**Brief:** Find the line containing "self.acquired = true;" in the entries below. Restate it and each line after it, word for word, up to and including the line containing "link_files(box_path, &self.files).await?;".

**Data:**

use std::path::PathBuf;

use serde::{Deserialize, Serialize};

/// Resource constraints for one sandboxed execution.
#[derive(Clone, Debug, PartialEq, Eq, Serialize, Deserialize)]
pub struct Limits {
    pub time_ms: u64,
    pub memory_kb: u64,
    pub real_time_ms: u64,
}

impl Limits {
    pub fn new(time_ms: u64, memory_kb: u64, real_time_ms: u64) -> Self {
        Self {
            time_ms,
            memory_kb,
            real_time_ms,
        }
    }
}

/// Outcome classification of a confined run.
#[derive(Clone, Copy, Debug, PartialEq, Eq, Hash, Serialize, Deserialize)]
#[serde(rename_all = "lowercase")]
pub enum Status {
    Ok,
    /// Runtime error or non-zero exit.
    Re,
    /// Killed by a signal, reported as memory limit exceeded.
    Ml,
    /// CPU or wall time limit exceeded.
    Tl,
    /// Sandbox or system failure.
    Cf,
}

impl Status {
    pub fn as_str(&self) -> &'static str {
        match self {
            Status::Ok => "ok",
            Status::Re => "re",
            Status::Ml => "ml",
            Status::Tl => "tl",
            Status::Cf => "cf",
        }
    }

    /// Maps a `status` designation of the isolate usage report.
    pub fn from_report(designation: &str) -> Self {
        match designation {
            "RE" => Status::Re,
            "SG" => Status::Ml,
            "TO" => Status::Tl,
            _ => Status::Cf,
        }
    }
}

impl std::fmt::Display for Status {
    fn fmt(&self, f: &mut std::fmt::Formatter<'_>) -> std::fmt::Result {
        f.write_str(self.as_str())
    }
}

/// Measured resource usage of one sandboxed run.
#[derive(Clone, Debug, PartialEq, Eq, Serialize, Deserialize)]
pub struct Metrics {
    pub time_ms: u64,
    pub memory_kb: u64,
    pub real_time_ms: u64,
    pub status: Status,
}

impl Metrics {
    pub fn new(time_ms: u64, memory_kb: u64, real_time_ms: u64, status: Status) -> Self {
        Self {
            time_ms,
            memory_kb,
            real_time_ms,
            status,
        }
    }

    /// Metrics of a run whose usage could not be measured.
    pub fn failed() -> Self {
        Self::new(0, 0, 0, Status::Cf)
    }

    pub fn is_ok(&self) -> bool {
        self.status == Status::Ok
    }
}

#[derive(Clone, Debug, PartialEq, Eq)]
pub struct CheckerJudgement {
    pub status: String,
    pub message: Option<String>,
}

impl CheckerJudgement {
    pub fn new(status: impl Into<String>, message: Option<String>) -> Self {
        Self {
            status: status.into(),
            message,
        }
    }

    pub fn is_ok(&self) -> bool {
        self.status.to_lowercase() == "ok"
    }
}

/// Input or answer of a test: inline text or a file of the problem package.
#[derive(Clone, Debug, PartialEq, Eq, Serialize, Deserialize)]
#[serde(rename_all = "lowercase")]
pub enum TestData {
    Text(String),
    File(PathBuf),
}

impl TestData {
    pub async fn read(&self) -> std::io::Result<Vec<u8>> {
        match self {
            TestData::Text(text) => Ok(text.clone().into_bytes()),
            TestData::File(path) => tokio::fs::read(path).await,
        }
    }
}

impl From<&str> for TestData {
    fn from(text: &str) -> Self {
        TestData::Text(text.to_string())
    }
}

#[cfg(test)]
mod tests {
    use super::*;

    #[test]
    fn test_report_designations() {
        assert_eq!(Status::from_report("RE"), Status::Re);
        assert_eq!(Status::from_report("SG"), Status::Ml);
        assert_eq!(Status::from_report("TO"), Status::Tl);
        assert_eq!(Status::from_report("XX"), Status::Cf);
        assert_eq!(Status::from_report("??"), Status::Cf);
    }

    #[test]
    fn test_judgement_status_is_case_insensitive() {
        assert!(CheckerJudgement::new("OK", None).is_ok());
        assert!(CheckerJudgement::new("ok", None).is_ok());
        assert!(!CheckerJudgement::new("wa", None).is_ok());
    }

    #[tokio::test]
    async fn test_read_test_data() {
        let dir = tempfile::tempdir().unwrap();
        let path = dir.path().join("1.in");
        tokio::fs::write(&path, "1 2\n").await.unwrap();

        assert_eq!(TestData::File(path).read().await.unwrap(), b"1 2\n");
        assert_eq!(TestData::from("3").read().await.unwrap(), b"3");
    }
}
use std::path::{Path, PathBuf};
use std::process::Stdio;

use tokio::{fs, process::Command};
use uuid::Uuid;

use crate::{
    constants::{STDIN_FILE, STDOUT_FILE, TRUSTED_DIR_PREFIX},
    core::{
        domain::Limits,
        errors::SandboxError,
        traits::sandbox::{Isolation, Sandbox},
    },
    sandbox::{link_files, read_stdout, split_command, write_stdin},
};

/// Unconfined sandboxes for programs shipped with the problem, such as
/// checkers. Each sandbox is a plain directory under `root`.
#[derive(Clone, Debug)]
pub struct Trusted {
    root: PathBuf,
}

impl Trusted {
    pub fn new(root: impl AsRef<Path>) -> Self {
        Self {
            root: root.as_ref().into(),
        }
    }
}

impl Default for Trusted {
    fn default() -> Self {
        Self::new(std::env::temp_dir().join("isolate-judge"))
    }
}

impl Isolation for Trusted {
    type Sandbox = TrustedBox;

    fn sandbox(&self, files: Vec<PathBuf>) -> TrustedBox {
        TrustedBox {
            path: self
                .root
                .join(format!("{}{}", TRUSTED_DIR_PREFIX, Uuid::new_v4())),
            files,
            acquired: false,
        }
    }
}

#[derive(Debug)]
pub struct TrustedBox {
    path: PathBuf,
    files: Vec<PathBuf>,
    acquired: bool,
}

#[async_trait::async_trait]
impl Sandbox for TrustedBox {
    type Outcome = i32;

    async fn acquire(&mut self) -> Result<(), SandboxError> {
        self.release().await?;
        if fs::try_exists(&self.path).await? {
            fs::remove_dir_all(&self.path).await?;
        }
        fs::create_dir_all(&self.path).await?;
        self.acquired = true;
        tracing::debug!(box_path = %self.path.display(), "Trusted sandbox acquired");
        Ok(())
    }

    fn box_path(&self) -> Result<&Path, SandboxError> {
        if self.acquired {
            Ok(&self.path)
        } else {
            Err(SandboxError::NotAcquired)
        }
    }

    #[tracing::instrument(skip(self, stdin, stdout))]
    async fn run(
        &mut self,
        command: &str,
        stdin: Option<&[u8]>,
        stdout: Option<&mut Vec<u8>>,
        limits: Option<&Limits>,
    ) -> Result<i32, SandboxError> {
        let box_path = self.box_path()?;
        if let Some(limits) = limits {
            tracing::warn!(?limits, "Limits are not supported for trusted sandboxes, ignoring them");
        }

        write_stdin(box_path, stdin).await?;
        link_files(box_path, &self.files).await?;
        let argv = split_command(box_path, command, |name| {
            box_path.join(name).to_string_lossy().into_owned()
        })?;

        let stdin_file = fs::File::open(box_path.join(STDIN_FILE)).await?.into_std().await;
        let stdout_file = fs::File::create(box_path.join(STDOUT_FILE)).await?.into_std().await;
        // `output()` would replace the file redirections with pipes.
        let output = Command::new(&argv[0])
            .args(&argv[1..])
            .current_dir(box_path)
            .stdin(stdin_file)
            .stdout(stdout_file)
            .stderr(Stdio::piped())
            .spawn()?
            .wait_with_output()
            .await?;
        let exit_code = output.status.code().unwrap_or(-1);
        tracing::debug!(
            exit_code,
            stderr = %String::from_utf8_lossy(&output.stderr).trim(),
            "Trusted program finished"
        );

        read_stdout(box_path, stdout).await?;
        Ok(exit_code)
    }

    async fn release(&mut self) -> Result<(), SandboxError> {
        if std::mem::take(&mut self.acquired) {
            fs::remove_dir_all(&self.path).await?;
        }
        Ok(())
    }
}

impl Drop for TrustedBox {
    fn drop(&mut self) {
        if !self.acquired {
            return;
        }
        if let Err(e) = std::fs::remove_dir_all(&self.path) {
            tracing::error!(box_path = %self.path.display(), error = %e, "Failed to remove trusted sandbox");
        }
    }
}

#[cfg(test)]
mod tests {
    use super::*;

    #[tokio::test]
    async fn test_run_before_acquire() {
        let root = tempfile::tempdir().unwrap();
        let mut sandbox = Trusted::new(root.path()).sandbox(vec![]);

        let result = sandbox.run("true", None, None, None).await;

        assert!(matches!(result, Err(SandboxError::NotAcquired)));
    }

    #[tokio::test]
    async fn test_run_returns_exit_code_and_stdout() {
        let root = tempfile::tempdir().unwrap();
        let files = tempfile::tempdir().unwrap();
        let script = files.path().join("sum.sh");
        std::fs::write(&script, "read a b\necho $((a + b))\nexit 7\n").unwrap();

        let mut sandbox = Trusted::new(root.path()).sandbox(vec![script]);
        sandbox.acquire().await.unwrap();
        let box_path = sandbox.box_path().unwrap().to_path_buf();

        let mut stdout = Vec::new();
        let exit_code = sandbox
            .run(
                "sh sum.sh",
                Some(b"2 40\n"),
                Some(&mut stdout),
                Some(&Limits::new(1, 1, 1)),
            )
            .await
            .unwrap();

        assert_eq!(exit_code, 7);
        assert_eq!(String::from_utf8(stdout).unwrap(), "42\n");

        sandbox.release().await.unwrap();
        assert!(!box_path.exists());
    }

    #[tokio::test]
    async fn test_sandboxes_do_not_share_directories() {
        let root = tempfile::tempdir().unwrap();
        let trusted = Trusted::new(root.path());
        let mut first = trusted.sandbox(vec![]);
        let mut second = trusted.sandbox(vec![]);
        first.acquire().await.unwrap();
        second.acquire().await.unwrap();

        assert_ne!(first.box_path().unwrap(), second.box_path().unwrap());
    }

    #[tokio::test]
    async fn test_drop_removes_directory() {
        let root = tempfile::tempdir().unwrap();
        let box_path = {
            let mut sandbox = Trusted::new(root.path()).sandbox(vec![]);
            sandbox.acquire().await.unwrap();
            sandbox.box_path().unwrap().to_path_buf()
        };

        assert!(!box_path.exists());
    }
}
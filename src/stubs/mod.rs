pub mod sandbox;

**Expected output:**
        self.acquired = true;
        tracing::debug!(box_path = %self.path.display(), "Trusted sandbox acquired");
        Ok(())
    }

    fn box_path(&self) -> Result<&Path, SandboxError> {
        if self.acquired {
            Ok(&self.path)
        } else {
            Err(SandboxError::NotAcquired)
        }
    }

    #[tracing::instrument(skip(self, stdin, stdout))]
    async fn run(
        &mut self,
        command: &str,
        stdin: Option<&[u8]>,
        stdout: Option<&mut Vec<u8>>,
        limits: Option<&Limits>,
    ) -> Result<i32, SandboxError> {
        let box_path = self.box_path()?;
        if let Some(limits) = limits {
            tracing::warn!(?limits, "Limits are not supported for trusted sandboxes, ignoring them");
        }

        write_stdin(box_path, stdin).await?;
        link_files(box_path, &self.files).await?;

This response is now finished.